D.C. Council Votes To Remove Reporters From Meeting

D.C. Council Has Security Remove Reporters From Meeting

WASHINGTON -- The cranky relationship between some District of Columbia officials and the local press corps became more cantankerous on Thursday when members of the D.C. Council voted to exempt their proceedings from the city's open-meetings law and had security officers remove assembled journalists, including The Washington Post's Tim Craig, WTOP-FM's Mark Segraves and and WRC-TV's Tom Sherwood, from a conference room in the Wilson Building.

As Segraves wrote Thursday afternoon:

The meeting was called just two days after several members of the council cursed at one another during a private breakfast meeting ... and then continued to argue publicly and hurl personal insults at one another while debating an income tax increase.

Before Thursday's meeting, several councilmembers, speaking on condition of anonymity, said the meeting was called to discuss the fractured relationships between councilmembers and to bring an end to the public infighting and name calling.

What was the justification for the reporters' removal? As The Washington Post's Mike DeBonis wrote: "Chairman Kwame R. Brown (D) said the meeting would be closed because 'personnel matters' and 'financial disclosures' would be discussed."

But there were accusations that councilmembers did not follow proper procedures in making the proceedings closed to the press.

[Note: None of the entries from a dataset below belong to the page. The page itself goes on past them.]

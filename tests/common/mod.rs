//! Shared test utilities for the integration suites.
//!
//! Import via `#[path = "../common/mod.rs"] mod common;` from a suite's main.rs.

#![allow(dead_code)]
#![allow(unused_imports)]

use std::collections::BTreeMap;
use std::path::{Path, PathBuf};
use std::sync::{Arc, Once};

pub use neurosim::{
    Bucket, DiagramCache, DiagramModel, EmbeddingModelRunner, EmbeddingRegistry, EmbeddingRequest,
    Entity, EntityBody, EntityFilter, EntityKey, EntityRef, EntityStore, EntityType, FeatureVector,
    MemoryDeployment, MemoryStore, ModelDescription, NeuriteType, RegistrationPipeline,
    RequestedKey, SimilarityConfig, SimilarityError, SimilarityFormula, Stage, Statistic,
    TechniqueKind, VectorArtifact, VectorEncoding, VectorizationTechnique, ViewRef, ViewService,
};
use tempfile::TempDir;

// ============================================================================
// Initialization
// ============================================================================

static INIT_TRACING: Once = Once::new();

/// Route pipeline logs through the test writer (shown with --nocapture).
pub fn init_tracing() {
    INIT_TRACING.call_once(|| {
        let _ = tracing_subscriber::fmt()
            .with_test_writer()
            .with_max_level(tracing::Level::DEBUG)
            .try_init();
    });
}

pub const ENDPOINT: &str = "https://kg.test/v1";
pub const SOURCE_TYPE: &str = "NeuronMorphology";
pub const MODEL_NAME: &str = "TMD";

// ============================================================================
// TestDeployment - in-memory deployment in a temp directory
// ============================================================================

/// In-memory deployment with one working bucket and a scratch directory.
pub struct TestDeployment {
    pub deployment: Arc<MemoryDeployment>,
    pub dir: TempDir,
    pub bucket: Bucket,
}

impl TestDeployment {
    pub fn new() -> Self {
        init_tracing();
        TestDeployment {
            deployment: Arc::new(MemoryDeployment::new()),
            dir: tempfile::tempdir().expect("Failed to create temp dir"),
            bucket: Bucket::new(ENDPOINT, "bbp", "mmb"),
        }
    }

    /// Store of the working bucket.
    pub fn store(&self) -> Arc<MemoryStore> {
        self.deployment.memory_store(&self.bucket)
    }

    /// Store of another bucket of the same deployment.
    pub fn store_of(&self, bucket: &Bucket) -> Arc<MemoryStore> {
        self.deployment.memory_store(bucket)
    }

    /// Directory holding the diagram caches.
    pub fn cache_dir(&self) -> PathBuf {
        self.dir.path().join("diagrams")
    }

    /// Config writing under the temp directory.
    pub fn config(&self) -> SimilarityConfig {
        let mut config = SimilarityConfig::default();
        config.pipeline.data_dir = self.dir.path().join("data");
        config.vectorization.resolution = 4;
        config
    }

    pub fn pipeline(&self) -> RegistrationPipeline {
        self.pipeline_with(self.config())
    }

    pub fn pipeline_with(&self, config: SimilarityConfig) -> RegistrationPipeline {
        RegistrationPipeline::new(self.deployment.clone(), self.deployment.clone(), config)
            .expect("Failed to create pipeline")
    }

    /// Register source entities, returning their keys at revision 1.
    pub fn seed_sources(&self, ids: &[&str]) -> Vec<EntityKey> {
        let mut entities: Vec<Entity> = ids
            .iter()
            .map(|id| Entity::source(*id, SOURCE_TYPE))
            .collect();
        let results = self.store().register(&mut entities).unwrap();
        assert!(results.iter().all(|r| r.succeeded));
        entities.iter().map(|e| e.key().unwrap()).collect()
    }

    /// Write the basal dendrite diagram cache of the working bucket.
    pub fn write_diagrams(&self, diagrams: &[(EntityKey, Vec<Vec<f64>>)]) {
        let cache = DiagramCache::for_bucket(&self.cache_dir(), NeuriteType::BasalDendrite, &self.bucket);
        let raw: BTreeMap<EntityKey, Vec<Vec<f64>>> = diagrams.iter().cloned().collect();
        cache.save(&raw).unwrap();
    }

    /// Runner over the diagram caches, vectorizing as `config()` says.
    pub fn runner(&self) -> DiagramModel {
        self.runner_with(&self.config())
    }

    pub fn runner_with(&self, config: &SimilarityConfig) -> DiagramModel {
        DiagramModel::from_config(config, self.cache_dir(), NeuriteType::BasalDendrite)
            .expect("Failed to build runner")
    }

    /// Register an embedding model whose artifact holds `vectors`.
    pub fn push_model_with(&self, vectors: &BTreeMap<EntityKey, FeatureVector>) -> Entity {
        let path = self.dir.path().join("artifacts").join("model.json");
        VectorArtifact::new(None, vectors)
            .save(&path, VectorEncoding::Plain)
            .unwrap();
        neurosim::push_model(self.store().as_ref(), &ModelDescription::new(MODEL_NAME, "model"), &path)
            .unwrap()
    }

    /// Entities of `entity_type` carrying `tag`.
    pub fn tagged(&self, entity_type: EntityType, tag: &str) -> Vec<Entity> {
        self.store()
            .search_tagged(&EntityFilter::of_type(entity_type), tag)
            .unwrap()
    }

    /// Latest non-deprecated entities of `entity_type`.
    pub fn all_of(&self, entity_type: EntityType) -> Vec<Entity> {
        self.store()
            .search(&EntityFilter::of_type(entity_type).active())
            .unwrap()
    }
}

/// Diagrams of four distinct morphologies.
pub fn four_diagrams(keys: &[EntityKey]) -> Vec<(EntityKey, Vec<Vec<f64>>)> {
    let diagrams = vec![
        vec![vec![0.0, 1.0], vec![2.0, 5.0]],
        vec![vec![1.0, 1.5]],
        vec![vec![0.0, 3.0], vec![1.0, 4.0], vec![0.5, 0.75]],
        vec![vec![3.0, 5.0], vec![0.0, 2.0]],
    ];
    keys.iter().cloned().zip(diagrams).collect()
}

/// Pinned reference to a registered model.
pub fn model_ref(model: &Entity) -> EntityRef {
    EntityRef::pinned(model.id.clone(), model.rev().unwrap(), EntityType::EmbeddingModel.as_str())
}

/// Value of a boosting factor entity.
pub fn factor_value(entity: &Entity) -> f64 {
    match &entity.body {
        EntityBody::BoostingFactor { value, .. } => *value,
        other => panic!("not a boosting factor: {:?}", other),
    }
}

The D.C. Republican Party pounced on the episode and released this statement:

"Councilmembers need to have their heads examined if they think it's acceptable to have meetings about ethics behind closed doors and use DC Police to shut out members of the press. Our city leaders are further damaging their reputations when they hold meetings about ethics that are not open to the public and use DC Police as a way to shut everyone out," stated Bob Kabel, Chairman of the DC Republican Committee.

"Our city leaders are failing us and the District is in an ethical downward spiral. We have come to a point that our leaders discuss ethics behind closed door with DC police guarding the only entrance," concluded Kabel.

Just a week ago, many of these same journalists (including me), councilmembers, their staffs and D.C. Mayor Vincent Gray, gathered for Hacks and Flacks, an informal bar outing at Local 16 where local politicians and the press mixed in an informal setting.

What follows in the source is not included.